= YOUR TASK =
Your output should be the lines of the entries below, exactly, from the first one through the line that holds "impl core::fmt::Debug for".

Top of SOURCE DATA

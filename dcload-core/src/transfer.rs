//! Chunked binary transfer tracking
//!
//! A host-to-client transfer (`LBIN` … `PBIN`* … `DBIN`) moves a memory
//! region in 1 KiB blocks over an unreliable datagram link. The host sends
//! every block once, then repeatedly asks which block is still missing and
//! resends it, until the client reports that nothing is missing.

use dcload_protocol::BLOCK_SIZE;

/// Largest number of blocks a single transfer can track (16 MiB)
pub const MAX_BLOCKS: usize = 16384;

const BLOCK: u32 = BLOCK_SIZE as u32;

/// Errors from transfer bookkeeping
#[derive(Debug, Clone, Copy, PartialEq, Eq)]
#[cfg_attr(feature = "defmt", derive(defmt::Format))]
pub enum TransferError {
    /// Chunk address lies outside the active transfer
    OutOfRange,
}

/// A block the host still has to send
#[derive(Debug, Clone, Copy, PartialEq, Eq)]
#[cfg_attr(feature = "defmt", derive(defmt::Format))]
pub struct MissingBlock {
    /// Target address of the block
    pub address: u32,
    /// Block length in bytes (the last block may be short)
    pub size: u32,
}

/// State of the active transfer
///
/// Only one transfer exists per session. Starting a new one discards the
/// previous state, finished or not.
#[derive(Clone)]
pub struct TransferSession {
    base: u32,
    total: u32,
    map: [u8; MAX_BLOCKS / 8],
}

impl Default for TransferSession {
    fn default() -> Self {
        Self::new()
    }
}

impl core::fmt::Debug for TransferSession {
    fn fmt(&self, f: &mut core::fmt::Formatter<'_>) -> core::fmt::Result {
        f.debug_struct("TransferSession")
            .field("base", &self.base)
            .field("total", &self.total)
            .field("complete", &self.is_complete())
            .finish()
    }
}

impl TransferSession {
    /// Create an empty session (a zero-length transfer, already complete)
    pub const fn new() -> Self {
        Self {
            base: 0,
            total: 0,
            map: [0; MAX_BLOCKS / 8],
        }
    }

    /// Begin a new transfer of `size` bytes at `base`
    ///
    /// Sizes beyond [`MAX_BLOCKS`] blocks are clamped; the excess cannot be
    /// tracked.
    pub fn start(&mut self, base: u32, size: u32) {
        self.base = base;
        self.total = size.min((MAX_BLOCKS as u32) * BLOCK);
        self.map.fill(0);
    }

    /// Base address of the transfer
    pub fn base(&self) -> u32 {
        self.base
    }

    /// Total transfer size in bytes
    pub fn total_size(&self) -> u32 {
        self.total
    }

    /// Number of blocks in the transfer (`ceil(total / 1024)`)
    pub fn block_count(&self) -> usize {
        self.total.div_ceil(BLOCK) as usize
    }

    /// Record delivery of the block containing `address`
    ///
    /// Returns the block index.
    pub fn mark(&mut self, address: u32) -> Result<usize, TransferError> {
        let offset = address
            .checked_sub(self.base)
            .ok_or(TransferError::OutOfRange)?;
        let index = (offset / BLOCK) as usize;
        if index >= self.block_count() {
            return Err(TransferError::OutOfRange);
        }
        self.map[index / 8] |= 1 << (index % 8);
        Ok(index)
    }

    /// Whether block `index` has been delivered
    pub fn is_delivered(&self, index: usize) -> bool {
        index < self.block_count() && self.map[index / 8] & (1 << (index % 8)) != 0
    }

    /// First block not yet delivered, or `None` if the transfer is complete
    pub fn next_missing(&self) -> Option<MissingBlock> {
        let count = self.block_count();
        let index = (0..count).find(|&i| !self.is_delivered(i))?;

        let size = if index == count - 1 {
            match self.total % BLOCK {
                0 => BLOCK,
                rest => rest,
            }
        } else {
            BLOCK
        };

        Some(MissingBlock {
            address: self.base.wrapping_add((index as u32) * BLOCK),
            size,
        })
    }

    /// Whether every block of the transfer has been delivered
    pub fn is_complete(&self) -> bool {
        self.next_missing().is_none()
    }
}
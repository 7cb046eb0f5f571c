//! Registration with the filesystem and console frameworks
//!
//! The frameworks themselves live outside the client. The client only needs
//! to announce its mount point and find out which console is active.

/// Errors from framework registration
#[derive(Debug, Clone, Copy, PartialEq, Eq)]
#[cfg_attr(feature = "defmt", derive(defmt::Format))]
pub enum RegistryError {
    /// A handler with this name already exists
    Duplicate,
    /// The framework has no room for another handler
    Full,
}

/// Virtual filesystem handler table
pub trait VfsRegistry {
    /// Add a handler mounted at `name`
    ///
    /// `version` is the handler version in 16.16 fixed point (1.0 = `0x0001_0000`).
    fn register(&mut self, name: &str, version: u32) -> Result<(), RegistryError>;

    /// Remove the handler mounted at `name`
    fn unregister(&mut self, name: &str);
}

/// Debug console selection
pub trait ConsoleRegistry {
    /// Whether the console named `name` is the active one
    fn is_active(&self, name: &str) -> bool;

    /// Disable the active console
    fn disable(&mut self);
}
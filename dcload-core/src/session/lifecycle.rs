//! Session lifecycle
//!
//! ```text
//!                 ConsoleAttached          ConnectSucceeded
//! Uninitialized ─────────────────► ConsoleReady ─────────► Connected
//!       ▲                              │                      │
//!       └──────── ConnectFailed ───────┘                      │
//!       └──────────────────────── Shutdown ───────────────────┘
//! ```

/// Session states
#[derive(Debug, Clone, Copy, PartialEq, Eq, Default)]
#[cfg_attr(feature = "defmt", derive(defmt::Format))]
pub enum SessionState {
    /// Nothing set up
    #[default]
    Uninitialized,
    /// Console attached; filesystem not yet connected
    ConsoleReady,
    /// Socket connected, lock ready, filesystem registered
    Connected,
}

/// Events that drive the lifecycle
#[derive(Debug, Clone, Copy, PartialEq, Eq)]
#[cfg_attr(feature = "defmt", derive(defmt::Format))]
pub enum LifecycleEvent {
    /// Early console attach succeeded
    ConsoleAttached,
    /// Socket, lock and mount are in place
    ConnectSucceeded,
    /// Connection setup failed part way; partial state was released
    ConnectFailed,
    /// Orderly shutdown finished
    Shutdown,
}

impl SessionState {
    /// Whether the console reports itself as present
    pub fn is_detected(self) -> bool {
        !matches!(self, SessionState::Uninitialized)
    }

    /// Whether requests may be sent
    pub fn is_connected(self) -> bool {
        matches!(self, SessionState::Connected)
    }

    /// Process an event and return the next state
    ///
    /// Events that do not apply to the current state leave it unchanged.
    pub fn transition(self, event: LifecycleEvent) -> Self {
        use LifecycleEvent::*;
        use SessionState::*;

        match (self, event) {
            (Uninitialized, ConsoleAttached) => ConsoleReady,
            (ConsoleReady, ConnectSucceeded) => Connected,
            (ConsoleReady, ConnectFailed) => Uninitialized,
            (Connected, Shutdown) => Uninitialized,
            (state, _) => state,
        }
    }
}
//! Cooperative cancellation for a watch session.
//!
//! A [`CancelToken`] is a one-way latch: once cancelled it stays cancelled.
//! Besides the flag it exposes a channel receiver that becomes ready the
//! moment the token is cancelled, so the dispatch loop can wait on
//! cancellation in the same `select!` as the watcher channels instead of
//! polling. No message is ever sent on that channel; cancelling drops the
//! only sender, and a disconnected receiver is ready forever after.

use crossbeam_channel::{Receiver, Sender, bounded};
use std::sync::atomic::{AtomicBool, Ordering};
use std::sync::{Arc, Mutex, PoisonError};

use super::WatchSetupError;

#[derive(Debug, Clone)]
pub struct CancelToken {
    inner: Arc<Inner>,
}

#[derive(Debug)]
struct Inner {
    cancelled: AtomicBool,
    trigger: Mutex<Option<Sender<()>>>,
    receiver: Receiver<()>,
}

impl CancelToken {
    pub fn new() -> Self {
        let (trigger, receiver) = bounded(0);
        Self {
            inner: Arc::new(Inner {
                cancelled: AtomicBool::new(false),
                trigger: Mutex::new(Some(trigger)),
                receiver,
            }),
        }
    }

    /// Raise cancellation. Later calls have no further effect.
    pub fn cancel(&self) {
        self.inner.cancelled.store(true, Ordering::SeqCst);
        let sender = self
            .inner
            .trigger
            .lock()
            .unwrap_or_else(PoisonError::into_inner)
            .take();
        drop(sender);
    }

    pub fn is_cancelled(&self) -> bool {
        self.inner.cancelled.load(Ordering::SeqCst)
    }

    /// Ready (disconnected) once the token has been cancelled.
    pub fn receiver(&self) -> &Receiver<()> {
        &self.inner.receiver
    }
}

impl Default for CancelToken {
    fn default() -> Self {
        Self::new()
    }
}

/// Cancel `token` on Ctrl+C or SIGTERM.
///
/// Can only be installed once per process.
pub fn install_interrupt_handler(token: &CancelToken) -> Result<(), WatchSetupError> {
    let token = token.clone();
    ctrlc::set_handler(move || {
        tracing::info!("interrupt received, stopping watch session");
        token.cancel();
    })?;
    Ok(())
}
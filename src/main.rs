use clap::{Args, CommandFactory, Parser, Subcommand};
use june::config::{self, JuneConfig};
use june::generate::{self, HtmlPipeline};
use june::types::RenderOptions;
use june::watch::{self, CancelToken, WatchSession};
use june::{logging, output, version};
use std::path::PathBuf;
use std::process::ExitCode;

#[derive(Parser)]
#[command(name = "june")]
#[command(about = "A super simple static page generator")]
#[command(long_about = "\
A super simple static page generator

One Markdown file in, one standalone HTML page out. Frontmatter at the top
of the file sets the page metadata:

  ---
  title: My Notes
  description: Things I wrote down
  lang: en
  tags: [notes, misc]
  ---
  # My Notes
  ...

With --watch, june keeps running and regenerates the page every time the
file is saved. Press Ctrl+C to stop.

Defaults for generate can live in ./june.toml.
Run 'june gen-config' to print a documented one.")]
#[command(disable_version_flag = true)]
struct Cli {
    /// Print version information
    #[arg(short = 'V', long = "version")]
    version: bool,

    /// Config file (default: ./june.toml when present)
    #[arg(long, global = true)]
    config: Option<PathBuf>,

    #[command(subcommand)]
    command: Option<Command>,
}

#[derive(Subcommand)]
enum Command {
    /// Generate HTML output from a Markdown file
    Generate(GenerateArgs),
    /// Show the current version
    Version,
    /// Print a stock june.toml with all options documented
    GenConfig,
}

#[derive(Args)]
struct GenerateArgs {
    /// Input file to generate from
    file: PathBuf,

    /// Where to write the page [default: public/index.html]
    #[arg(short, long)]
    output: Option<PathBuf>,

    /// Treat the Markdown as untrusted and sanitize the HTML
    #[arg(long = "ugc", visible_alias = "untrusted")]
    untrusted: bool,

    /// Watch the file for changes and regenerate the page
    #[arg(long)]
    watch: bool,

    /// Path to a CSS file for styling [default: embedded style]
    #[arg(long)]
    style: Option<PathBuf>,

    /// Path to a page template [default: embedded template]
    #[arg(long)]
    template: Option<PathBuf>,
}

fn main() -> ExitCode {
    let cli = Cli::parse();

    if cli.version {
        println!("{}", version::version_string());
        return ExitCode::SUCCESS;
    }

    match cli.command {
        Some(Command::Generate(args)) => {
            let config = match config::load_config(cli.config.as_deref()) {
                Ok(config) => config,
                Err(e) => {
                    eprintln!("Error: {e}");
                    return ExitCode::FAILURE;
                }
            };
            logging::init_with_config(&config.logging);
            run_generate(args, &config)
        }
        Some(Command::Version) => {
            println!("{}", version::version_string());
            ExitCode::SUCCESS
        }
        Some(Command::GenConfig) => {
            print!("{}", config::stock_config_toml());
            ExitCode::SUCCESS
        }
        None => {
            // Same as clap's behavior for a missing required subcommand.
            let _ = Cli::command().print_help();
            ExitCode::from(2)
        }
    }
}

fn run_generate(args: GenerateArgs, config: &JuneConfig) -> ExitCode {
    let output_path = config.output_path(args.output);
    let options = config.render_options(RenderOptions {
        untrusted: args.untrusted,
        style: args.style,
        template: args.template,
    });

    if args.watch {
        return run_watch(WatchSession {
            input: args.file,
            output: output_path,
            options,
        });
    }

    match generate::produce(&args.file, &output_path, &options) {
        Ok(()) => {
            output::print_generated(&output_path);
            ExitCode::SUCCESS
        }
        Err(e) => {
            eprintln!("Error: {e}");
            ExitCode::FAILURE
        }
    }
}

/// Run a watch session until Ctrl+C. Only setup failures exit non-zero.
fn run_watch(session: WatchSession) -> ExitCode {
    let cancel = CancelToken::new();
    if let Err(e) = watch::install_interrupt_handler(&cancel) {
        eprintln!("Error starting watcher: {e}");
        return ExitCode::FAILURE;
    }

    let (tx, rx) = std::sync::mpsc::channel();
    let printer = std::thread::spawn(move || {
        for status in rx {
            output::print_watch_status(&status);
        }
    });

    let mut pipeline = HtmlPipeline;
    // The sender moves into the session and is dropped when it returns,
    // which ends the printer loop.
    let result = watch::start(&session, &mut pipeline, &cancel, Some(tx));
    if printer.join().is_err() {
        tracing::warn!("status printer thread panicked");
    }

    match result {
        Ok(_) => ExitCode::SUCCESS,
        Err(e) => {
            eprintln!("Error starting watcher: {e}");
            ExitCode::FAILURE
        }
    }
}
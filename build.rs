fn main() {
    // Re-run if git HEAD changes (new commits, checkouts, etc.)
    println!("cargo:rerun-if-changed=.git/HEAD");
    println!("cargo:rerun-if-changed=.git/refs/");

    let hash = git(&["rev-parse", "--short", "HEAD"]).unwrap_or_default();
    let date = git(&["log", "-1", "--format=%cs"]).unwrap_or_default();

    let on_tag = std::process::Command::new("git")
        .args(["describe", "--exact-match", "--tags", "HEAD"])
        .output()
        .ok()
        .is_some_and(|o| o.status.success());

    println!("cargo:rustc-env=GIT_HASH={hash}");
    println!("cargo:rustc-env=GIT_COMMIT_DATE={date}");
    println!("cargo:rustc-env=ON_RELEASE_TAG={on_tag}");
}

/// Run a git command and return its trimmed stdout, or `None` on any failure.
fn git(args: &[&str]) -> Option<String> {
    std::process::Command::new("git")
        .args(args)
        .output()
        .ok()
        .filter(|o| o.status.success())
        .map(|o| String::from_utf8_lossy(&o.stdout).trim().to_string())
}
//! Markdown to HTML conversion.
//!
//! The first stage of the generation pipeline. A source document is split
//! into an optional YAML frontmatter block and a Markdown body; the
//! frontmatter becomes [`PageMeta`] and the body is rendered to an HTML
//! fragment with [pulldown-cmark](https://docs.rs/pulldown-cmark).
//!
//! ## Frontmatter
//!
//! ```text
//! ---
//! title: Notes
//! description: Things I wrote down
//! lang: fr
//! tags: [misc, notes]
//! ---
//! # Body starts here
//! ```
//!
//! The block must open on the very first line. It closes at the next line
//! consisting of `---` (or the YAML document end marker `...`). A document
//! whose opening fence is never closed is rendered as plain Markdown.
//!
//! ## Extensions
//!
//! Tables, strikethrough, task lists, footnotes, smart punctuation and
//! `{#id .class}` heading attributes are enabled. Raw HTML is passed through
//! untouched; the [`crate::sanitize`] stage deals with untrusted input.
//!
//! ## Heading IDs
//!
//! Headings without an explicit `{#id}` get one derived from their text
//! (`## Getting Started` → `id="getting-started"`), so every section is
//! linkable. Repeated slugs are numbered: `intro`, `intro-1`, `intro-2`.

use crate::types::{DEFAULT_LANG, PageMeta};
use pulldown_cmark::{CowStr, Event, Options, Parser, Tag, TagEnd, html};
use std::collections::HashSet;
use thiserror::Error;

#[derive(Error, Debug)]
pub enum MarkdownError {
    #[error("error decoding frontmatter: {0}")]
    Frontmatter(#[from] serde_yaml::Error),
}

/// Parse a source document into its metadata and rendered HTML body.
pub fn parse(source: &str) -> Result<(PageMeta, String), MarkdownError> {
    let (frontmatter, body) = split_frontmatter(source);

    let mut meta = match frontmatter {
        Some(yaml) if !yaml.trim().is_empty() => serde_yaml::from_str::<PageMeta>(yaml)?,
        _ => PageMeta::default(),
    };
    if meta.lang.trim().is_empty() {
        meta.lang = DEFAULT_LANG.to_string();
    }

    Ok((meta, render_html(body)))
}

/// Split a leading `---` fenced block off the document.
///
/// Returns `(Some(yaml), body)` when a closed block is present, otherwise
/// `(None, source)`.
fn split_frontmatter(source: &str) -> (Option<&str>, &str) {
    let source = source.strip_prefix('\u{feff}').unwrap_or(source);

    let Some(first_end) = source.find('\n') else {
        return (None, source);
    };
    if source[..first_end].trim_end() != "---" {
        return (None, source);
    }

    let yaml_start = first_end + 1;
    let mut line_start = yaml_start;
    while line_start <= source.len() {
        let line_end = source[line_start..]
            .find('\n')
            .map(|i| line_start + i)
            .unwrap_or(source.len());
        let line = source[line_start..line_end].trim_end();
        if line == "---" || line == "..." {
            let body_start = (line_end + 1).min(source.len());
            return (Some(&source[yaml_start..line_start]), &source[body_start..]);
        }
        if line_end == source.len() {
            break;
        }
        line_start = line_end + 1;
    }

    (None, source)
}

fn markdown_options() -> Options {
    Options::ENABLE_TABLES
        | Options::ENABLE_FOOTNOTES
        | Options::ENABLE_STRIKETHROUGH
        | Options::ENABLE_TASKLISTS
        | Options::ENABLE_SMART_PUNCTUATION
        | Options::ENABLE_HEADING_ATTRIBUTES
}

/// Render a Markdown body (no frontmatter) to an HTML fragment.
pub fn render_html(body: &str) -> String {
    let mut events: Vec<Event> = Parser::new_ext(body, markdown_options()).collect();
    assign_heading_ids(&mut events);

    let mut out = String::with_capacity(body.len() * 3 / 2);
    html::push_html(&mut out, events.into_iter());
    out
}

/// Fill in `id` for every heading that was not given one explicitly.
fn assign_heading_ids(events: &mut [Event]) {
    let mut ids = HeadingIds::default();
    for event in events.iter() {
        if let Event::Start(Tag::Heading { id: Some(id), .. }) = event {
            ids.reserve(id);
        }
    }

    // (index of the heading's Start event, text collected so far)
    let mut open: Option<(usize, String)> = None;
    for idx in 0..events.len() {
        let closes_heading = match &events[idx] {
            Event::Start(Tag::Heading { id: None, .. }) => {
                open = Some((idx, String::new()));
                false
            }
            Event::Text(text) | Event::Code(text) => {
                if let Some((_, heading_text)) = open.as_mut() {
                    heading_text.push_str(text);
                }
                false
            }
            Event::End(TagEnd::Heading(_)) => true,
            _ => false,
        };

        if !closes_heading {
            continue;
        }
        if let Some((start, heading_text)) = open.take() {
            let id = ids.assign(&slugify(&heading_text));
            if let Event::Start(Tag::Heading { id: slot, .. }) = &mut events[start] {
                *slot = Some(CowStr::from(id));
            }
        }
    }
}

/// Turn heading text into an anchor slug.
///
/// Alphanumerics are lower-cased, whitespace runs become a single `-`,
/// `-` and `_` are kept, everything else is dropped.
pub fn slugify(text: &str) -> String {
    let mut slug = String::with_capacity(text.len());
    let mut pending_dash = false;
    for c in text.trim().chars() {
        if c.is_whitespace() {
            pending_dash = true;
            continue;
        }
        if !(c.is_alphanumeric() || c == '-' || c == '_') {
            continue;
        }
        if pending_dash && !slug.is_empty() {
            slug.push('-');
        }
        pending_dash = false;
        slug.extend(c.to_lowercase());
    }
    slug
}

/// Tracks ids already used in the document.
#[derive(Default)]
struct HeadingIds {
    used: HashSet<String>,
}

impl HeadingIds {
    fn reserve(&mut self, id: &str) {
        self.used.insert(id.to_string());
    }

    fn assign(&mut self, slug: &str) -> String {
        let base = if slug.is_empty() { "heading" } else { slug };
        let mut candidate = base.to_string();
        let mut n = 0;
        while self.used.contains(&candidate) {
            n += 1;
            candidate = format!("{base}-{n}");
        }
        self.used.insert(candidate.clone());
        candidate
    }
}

Bottom of SOURCE DATA

= OUTPUT FOR THIS TASK =
filename dcload-core/src/transfer.rs
//! Chunked binary transfer tracking
//!
//! A host-to-client transfer (`LBIN` … `PBIN`* … `DBIN`) moves a memory
//! region in 1 KiB blocks over an unreliable datagram link. The host sends
//! every block once, then repeatedly asks which block is still missing and
//! resends it, until the client reports that nothing is missing.

use dcload_protocol::BLOCK_SIZE;

/// Largest number of blocks a single transfer can track (16 MiB)
pub const MAX_BLOCKS: usize = 16384;

const BLOCK: u32 = BLOCK_SIZE as u32;

/// Errors from transfer bookkeeping
#[derive(Debug, Clone, Copy, PartialEq, Eq)]
#[cfg_attr(feature = "defmt", derive(defmt::Format))]
pub enum TransferError {
    /// Chunk address lies outside the active transfer
    OutOfRange,
}

/// A block the host still has to send
#[derive(Debug, Clone, Copy, PartialEq, Eq)]
#[cfg_attr(feature = "defmt", derive(defmt::Format))]
pub struct MissingBlock {
    /// Target address of the block
    pub address: u32,
    /// Block length in bytes (the last block may be short)
    pub size: u32,
}

/// State of the active transfer
///
/// Only one transfer exists per session. Starting a new one discards the
/// previous state, finished or not.
#[derive(Clone)]
pub struct TransferSession {
    base: u32,
    total: u32,
    map: [u8; MAX_BLOCKS / 8],
}

impl Default for TransferSession {
    fn default() -> Self {
        Self::new()
    }
}

impl core::fmt::Debug for TransferSession {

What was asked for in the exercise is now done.